A report out in the October issue of the American Journal of Orthopsychiatry finds that "high-risk" children adopted from foster care do just as well when matched with gay, lesbian or straight parents. Of the 82 foster children that psychologists at UCLA monitored for the study, 60 were placed with straight parents and 22 with gay or lesbian parents. After a two-year period of evaluation, the psychologists found little difference between the children's positive outcomes.
According to the study's lead author, doctoral candidate Justin Lavner, "The children showed meaningful gains in heterosexual, gay and lesbian families. Their cognitive development improved substantially, while their behavior problems and social development were stable."
There was, however, one important difference: Gay and lesbian parents were significantly more likely to adopt children with heightened risk factors -- such as premature birth, prenatal substance abuse or repeat placements in foster care. And yet, despite the additional challenges, these children made near-identical gains to the others in the study.

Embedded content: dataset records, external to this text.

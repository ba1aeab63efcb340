//! FIFO.

use std::collections::VecDeque;

use super::*;

/// Synchronous AXI4-Stream FIFO.
///
/// The sink is ready while the FIFO is not full and the source is valid while it is not empty. Both are registered,
/// so a beat spends at least one cycle in the FIFO. Both ports are in the same clock domain.
#[derive(Debug)]
pub struct AxisFifo<V: Signal> {
    depth: usize,
    queue: VecDeque<V>,
}

impl<V: Signal + Default> AxisFifo<V> {
    /// Creates a new FIFO holding up to `depth` beats.
    ///
    /// # Panics
    ///
    /// Panics if `depth` is zero.
    pub fn new(depth: usize) -> Self {
        assert!(depth > 0, "FIFO depth should be positive");
        Self { depth, queue: VecDeque::with_capacity(depth) }
    }

    /// Number of stored beats.
    pub fn len(&self) -> usize { self.queue.len() }

    /// Returns whether the FIFO is empty.
    pub fn is_empty(&self) -> bool { self.queue.is_empty() }

    /// Signals driven in this cycle.
    pub fn outputs(&self) -> AxisStageOutput<V> {
        let m_axis = match self.queue.front() {
            Some(beat) => AxisValid::new(true, beat.clone()),
            None => AxisValid::tinvalid(),
        };
        AxisStageOutput { s_axis: AxisReady::new(self.queue.len() < self.depth), m_axis }
    }
}

impl<V: Signal + Default> Component for AxisFifo<V> {
    type Input = AxisStageInput<V>;
    type Output = AxisStageOutput<V>;

    fn comb(&self, _input: &AxisStageInput<V>) -> AxisStageOutput<V> { self.outputs() }

    fn tick(&mut self, input: &AxisStageInput<V>, rst: bool) {
        if rst {
            self.queue.clear();
            return;
        }

        let output = self.outputs();
        if output.m_axis.accepted(&input.m_axis) {
            self.queue.pop_front();
        }
        if input.s_axis.accepted(&output.s_axis) {
            self.queue.push_back(input.s_axis.inner.clone());
        }
    }

    fn trace(&self, prefix: &str, tracer: &mut Tracer) {
        tracer.probe(&format!("{}_count", prefix), &(self.queue.len() as u32));
    }
}

#[cfg(test)]
mod tests {
    use super::*;

    fn input(tvalid: bool, tdata: u128, tready: bool) -> AxisStageInput<AxisBeat> {
        AxisStageInput { s_axis: AxisValid::new(tvalid, AxisBeat::new(tdata, false)), m_axis: AxisReady::new(tready) }
    }

    #[test]
    fn fills_and_drains_in_order() {
        let mut fifo = AxisFifo::<AxisBeat>::new(2);
        assert!(!fifo.outputs().m_axis.tvalid);

        fifo.tick(&input(true, 1, false), false);
        fifo.tick(&input(true, 2, false), false);
        assert_eq!(fifo.len(), 2);
        assert!(!fifo.outputs().s_axis.tready);

        // Full: the offered beat is not taken.
        fifo.tick(&input(true, 3, true), false);
        assert_eq!(fifo.len(), 1);
        assert_eq!(fifo.outputs().m_axis.inner.tdata, 2);

        // Simultaneous push and pop.
        fifo.tick(&input(true, 3, true), false);
        assert_eq!(fifo.len(), 1);
        assert_eq!(fifo.outputs().m_axis.inner.tdata, 3);

        fifo.tick(&input(false, 0, true), true);
        assert!(fifo.is_empty());
    }
}
//! Implementation of proc macros on signal types.
//!
//! # Note
//!
//! To use `#[derive(Signal)]` on struct, it is assumed that its `port_decls()` method
//! implementation of `Signal` trait is constructed as struct of its fields.
//!
//! For example, `port_decls()` method implementation of `AxisBeat` struct is as follows.
//!
//! ```ignore
//! #[derive(Debug, Clone, Signal)]
//! pub struct AxisBeat {
//!     tdata: u128,
//!     #[member(name = "")]
//!     tuser: u64,
//!     tlast: bool,
//! }
//!
//! impl Signal for AxisBeat {
//!     ...
//!     fn port_decls() -> PortDecls {
//!         PortDecls::Struct(vec![
//!             (Some("tdata".to_string()), PortDecls::Bits(128)),
//!             (None, PortDecls::Bits(64)),
//!             (Some("tlast".to_string()), PortDecls::Bits(1)),
//!         ])
//!     }
//! }
//! ```

mod signal;
mod utils;

use proc_macro::{self, TokenStream};

#[proc_macro_derive(Signal, attributes(member, width, encode))]
pub fn signal(input: TokenStream) -> TokenStream { signal::derive(input) }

It seems that reports like this emerge every few months to lend scientific credence to what most consider common sense: gay and lesbian parents are ordinary parents. (Except, that is, when they're extraordinary parents.) They raise kids who go to school, play sports, listen to Justin Bieber (it's the law, I've heard) and whom they'll go on to embarrass later in life because -- like all parents -- they are terribly uncool. If only Focus on the Family would get the memo.